Saved data entries
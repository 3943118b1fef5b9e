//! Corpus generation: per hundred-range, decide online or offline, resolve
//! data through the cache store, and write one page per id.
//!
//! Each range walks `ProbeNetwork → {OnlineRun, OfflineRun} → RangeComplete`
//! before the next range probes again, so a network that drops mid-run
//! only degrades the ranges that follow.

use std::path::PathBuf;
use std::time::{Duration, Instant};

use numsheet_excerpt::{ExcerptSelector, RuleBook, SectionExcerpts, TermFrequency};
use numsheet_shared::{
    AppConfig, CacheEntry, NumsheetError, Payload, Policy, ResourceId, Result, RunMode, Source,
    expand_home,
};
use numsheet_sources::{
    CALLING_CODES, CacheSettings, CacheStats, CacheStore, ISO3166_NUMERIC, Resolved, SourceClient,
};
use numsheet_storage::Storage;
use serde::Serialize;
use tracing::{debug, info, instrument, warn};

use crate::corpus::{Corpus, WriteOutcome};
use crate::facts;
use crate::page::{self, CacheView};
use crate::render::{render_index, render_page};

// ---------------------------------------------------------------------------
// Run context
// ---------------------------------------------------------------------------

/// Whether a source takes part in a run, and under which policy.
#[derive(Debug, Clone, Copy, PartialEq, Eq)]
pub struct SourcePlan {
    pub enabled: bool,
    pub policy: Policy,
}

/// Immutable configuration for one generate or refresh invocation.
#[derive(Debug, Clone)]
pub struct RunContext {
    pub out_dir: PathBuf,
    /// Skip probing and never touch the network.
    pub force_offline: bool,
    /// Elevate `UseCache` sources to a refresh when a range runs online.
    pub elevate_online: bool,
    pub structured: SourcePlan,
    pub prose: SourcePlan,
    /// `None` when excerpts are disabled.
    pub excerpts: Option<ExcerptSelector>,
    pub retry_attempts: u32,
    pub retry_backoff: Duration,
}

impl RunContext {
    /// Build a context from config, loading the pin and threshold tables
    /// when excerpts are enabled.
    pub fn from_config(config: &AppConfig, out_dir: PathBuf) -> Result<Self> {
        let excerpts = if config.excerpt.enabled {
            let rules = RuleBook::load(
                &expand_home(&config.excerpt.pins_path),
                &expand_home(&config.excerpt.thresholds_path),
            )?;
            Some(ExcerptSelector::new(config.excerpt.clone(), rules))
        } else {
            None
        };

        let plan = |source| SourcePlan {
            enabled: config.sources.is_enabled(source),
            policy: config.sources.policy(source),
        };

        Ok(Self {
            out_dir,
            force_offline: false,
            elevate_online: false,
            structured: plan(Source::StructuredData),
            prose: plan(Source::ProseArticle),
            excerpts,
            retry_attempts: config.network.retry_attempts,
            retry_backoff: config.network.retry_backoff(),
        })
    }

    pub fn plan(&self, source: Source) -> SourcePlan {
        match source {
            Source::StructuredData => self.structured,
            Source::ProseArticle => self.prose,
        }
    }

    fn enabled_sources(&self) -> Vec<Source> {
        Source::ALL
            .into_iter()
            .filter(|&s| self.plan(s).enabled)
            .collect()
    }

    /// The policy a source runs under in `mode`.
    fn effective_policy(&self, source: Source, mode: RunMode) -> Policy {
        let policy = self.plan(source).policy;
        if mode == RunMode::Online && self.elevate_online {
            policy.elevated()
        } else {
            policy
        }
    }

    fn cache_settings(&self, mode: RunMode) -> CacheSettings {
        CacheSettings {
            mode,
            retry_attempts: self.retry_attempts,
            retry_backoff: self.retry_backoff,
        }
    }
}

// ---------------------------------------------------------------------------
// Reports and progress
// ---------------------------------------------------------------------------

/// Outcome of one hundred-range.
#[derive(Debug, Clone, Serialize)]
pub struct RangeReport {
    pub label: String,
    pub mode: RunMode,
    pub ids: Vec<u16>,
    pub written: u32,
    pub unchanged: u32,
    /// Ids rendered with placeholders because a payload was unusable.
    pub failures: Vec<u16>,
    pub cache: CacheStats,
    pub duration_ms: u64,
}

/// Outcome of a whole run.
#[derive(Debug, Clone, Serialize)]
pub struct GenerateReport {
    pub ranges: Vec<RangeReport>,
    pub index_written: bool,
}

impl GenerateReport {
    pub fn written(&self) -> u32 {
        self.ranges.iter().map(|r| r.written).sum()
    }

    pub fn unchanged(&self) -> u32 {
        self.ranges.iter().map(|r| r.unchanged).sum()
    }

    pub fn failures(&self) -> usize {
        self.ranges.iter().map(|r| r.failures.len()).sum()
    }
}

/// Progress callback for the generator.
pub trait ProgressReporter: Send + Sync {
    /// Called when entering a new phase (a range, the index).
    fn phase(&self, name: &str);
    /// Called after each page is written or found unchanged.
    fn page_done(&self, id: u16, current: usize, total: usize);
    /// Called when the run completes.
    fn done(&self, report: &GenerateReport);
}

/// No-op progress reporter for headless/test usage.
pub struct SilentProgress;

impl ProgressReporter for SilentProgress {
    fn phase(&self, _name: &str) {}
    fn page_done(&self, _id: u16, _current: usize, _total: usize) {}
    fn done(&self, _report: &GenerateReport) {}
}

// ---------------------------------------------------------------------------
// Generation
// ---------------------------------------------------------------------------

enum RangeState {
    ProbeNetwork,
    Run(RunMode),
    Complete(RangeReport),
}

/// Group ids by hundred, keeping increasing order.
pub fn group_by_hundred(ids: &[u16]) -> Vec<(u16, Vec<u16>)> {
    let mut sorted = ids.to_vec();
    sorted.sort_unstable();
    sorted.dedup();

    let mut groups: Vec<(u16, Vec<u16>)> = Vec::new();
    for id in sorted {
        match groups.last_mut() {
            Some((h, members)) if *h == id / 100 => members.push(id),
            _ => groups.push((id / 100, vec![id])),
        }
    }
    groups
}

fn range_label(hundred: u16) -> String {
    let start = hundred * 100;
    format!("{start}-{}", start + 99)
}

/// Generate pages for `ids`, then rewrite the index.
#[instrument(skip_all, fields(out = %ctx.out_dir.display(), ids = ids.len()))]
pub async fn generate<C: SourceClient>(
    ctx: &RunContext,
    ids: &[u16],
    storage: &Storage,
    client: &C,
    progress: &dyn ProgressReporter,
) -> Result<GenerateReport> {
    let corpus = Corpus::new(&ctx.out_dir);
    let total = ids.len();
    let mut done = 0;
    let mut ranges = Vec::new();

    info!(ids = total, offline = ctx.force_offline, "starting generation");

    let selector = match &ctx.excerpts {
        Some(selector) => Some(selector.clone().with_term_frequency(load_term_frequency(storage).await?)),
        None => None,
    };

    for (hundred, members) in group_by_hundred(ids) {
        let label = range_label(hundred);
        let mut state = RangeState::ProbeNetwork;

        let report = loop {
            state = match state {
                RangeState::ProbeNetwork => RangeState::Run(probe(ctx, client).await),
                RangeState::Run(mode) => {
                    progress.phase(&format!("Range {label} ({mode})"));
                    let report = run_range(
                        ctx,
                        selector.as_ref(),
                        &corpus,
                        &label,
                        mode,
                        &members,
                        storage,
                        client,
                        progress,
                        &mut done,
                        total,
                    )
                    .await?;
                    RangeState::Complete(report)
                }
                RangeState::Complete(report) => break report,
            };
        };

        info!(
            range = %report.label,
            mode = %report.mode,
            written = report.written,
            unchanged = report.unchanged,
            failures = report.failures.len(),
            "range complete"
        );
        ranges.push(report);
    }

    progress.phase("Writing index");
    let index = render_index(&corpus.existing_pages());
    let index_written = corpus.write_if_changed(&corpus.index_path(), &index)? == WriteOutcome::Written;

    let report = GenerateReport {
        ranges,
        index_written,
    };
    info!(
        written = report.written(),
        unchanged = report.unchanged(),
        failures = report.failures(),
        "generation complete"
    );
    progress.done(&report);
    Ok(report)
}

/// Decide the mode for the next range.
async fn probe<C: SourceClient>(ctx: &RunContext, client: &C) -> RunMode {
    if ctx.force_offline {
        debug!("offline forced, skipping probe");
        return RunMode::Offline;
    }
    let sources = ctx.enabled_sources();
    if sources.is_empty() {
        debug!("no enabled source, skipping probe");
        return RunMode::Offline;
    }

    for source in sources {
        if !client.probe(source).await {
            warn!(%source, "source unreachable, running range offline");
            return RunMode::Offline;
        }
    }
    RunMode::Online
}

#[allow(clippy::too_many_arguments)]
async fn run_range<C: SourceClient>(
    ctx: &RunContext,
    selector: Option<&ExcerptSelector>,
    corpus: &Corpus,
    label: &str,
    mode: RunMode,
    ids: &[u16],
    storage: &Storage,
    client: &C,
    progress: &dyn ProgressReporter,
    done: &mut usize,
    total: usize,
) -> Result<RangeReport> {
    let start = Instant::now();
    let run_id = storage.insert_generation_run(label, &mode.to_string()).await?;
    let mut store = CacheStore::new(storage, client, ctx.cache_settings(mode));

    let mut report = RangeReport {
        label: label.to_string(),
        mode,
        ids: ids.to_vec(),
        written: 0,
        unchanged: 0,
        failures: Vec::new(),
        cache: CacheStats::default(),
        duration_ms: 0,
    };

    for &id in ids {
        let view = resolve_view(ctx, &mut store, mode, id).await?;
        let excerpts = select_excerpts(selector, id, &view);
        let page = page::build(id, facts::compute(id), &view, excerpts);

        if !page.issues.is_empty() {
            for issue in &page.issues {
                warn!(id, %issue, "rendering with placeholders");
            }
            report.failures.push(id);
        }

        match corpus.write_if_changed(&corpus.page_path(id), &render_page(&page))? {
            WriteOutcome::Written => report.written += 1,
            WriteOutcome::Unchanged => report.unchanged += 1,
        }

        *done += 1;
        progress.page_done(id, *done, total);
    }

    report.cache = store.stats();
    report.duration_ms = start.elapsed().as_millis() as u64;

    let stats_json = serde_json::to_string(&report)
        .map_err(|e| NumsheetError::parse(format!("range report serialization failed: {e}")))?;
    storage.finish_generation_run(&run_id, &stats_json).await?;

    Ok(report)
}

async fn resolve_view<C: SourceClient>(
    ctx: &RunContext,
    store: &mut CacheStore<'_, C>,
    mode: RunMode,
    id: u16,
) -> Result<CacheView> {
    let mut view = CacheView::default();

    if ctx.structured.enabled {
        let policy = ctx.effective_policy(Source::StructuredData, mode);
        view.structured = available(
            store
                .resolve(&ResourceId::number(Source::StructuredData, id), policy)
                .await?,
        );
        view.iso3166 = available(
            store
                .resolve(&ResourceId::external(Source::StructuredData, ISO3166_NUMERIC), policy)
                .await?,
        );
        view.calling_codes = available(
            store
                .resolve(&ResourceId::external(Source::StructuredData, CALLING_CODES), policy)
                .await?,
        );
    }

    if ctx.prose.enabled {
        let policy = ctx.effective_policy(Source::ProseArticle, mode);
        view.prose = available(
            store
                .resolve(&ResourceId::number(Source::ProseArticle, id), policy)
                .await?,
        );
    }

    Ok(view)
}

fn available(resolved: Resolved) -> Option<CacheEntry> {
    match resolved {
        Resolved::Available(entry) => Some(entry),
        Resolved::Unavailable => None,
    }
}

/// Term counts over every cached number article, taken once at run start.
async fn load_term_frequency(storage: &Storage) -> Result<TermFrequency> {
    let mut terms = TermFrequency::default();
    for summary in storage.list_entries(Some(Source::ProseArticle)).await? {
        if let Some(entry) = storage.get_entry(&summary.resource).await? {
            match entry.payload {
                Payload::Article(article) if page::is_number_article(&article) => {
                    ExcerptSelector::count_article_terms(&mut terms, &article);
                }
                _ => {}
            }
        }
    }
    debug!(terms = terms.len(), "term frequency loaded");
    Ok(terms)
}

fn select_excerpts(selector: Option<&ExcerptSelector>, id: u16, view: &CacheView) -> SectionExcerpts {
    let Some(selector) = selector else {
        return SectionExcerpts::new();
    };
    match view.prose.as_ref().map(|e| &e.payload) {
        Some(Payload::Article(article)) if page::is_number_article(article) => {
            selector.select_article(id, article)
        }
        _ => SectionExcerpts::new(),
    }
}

WHAT IS REQUIRED
Would you please copy exactly the part of the entries above that begins at the line containing "#[derive(Debug, Clone, Copy, PartialEq, Eq)]" and ends at the line containing "excerpts are enabled.", both lines included?

ANSWER BOX
#[derive(Debug, Clone, Copy, PartialEq, Eq)]
pub struct SourcePlan {
    pub enabled: bool,
    pub policy: Policy,
}

/// Immutable configuration for one generate or refresh invocation.
#[derive(Debug, Clone)]
pub struct RunContext {
    pub out_dir: PathBuf,
    /// Skip probing and never touch the network.
    pub force_offline: bool,
    /// Elevate `UseCache` sources to a refresh when a range runs online.
    pub elevate_online: bool,
    pub structured: SourcePlan,
    pub prose: SourcePlan,
    /// `None` when excerpts are disabled.
    pub excerpts: Option<ExcerptSelector>,
    pub retry_attempts: u32,
    pub retry_backoff: Duration,
}

impl RunContext {
    /// Build a context from config, loading the pin and threshold tables
    /// when excerpts are enabled.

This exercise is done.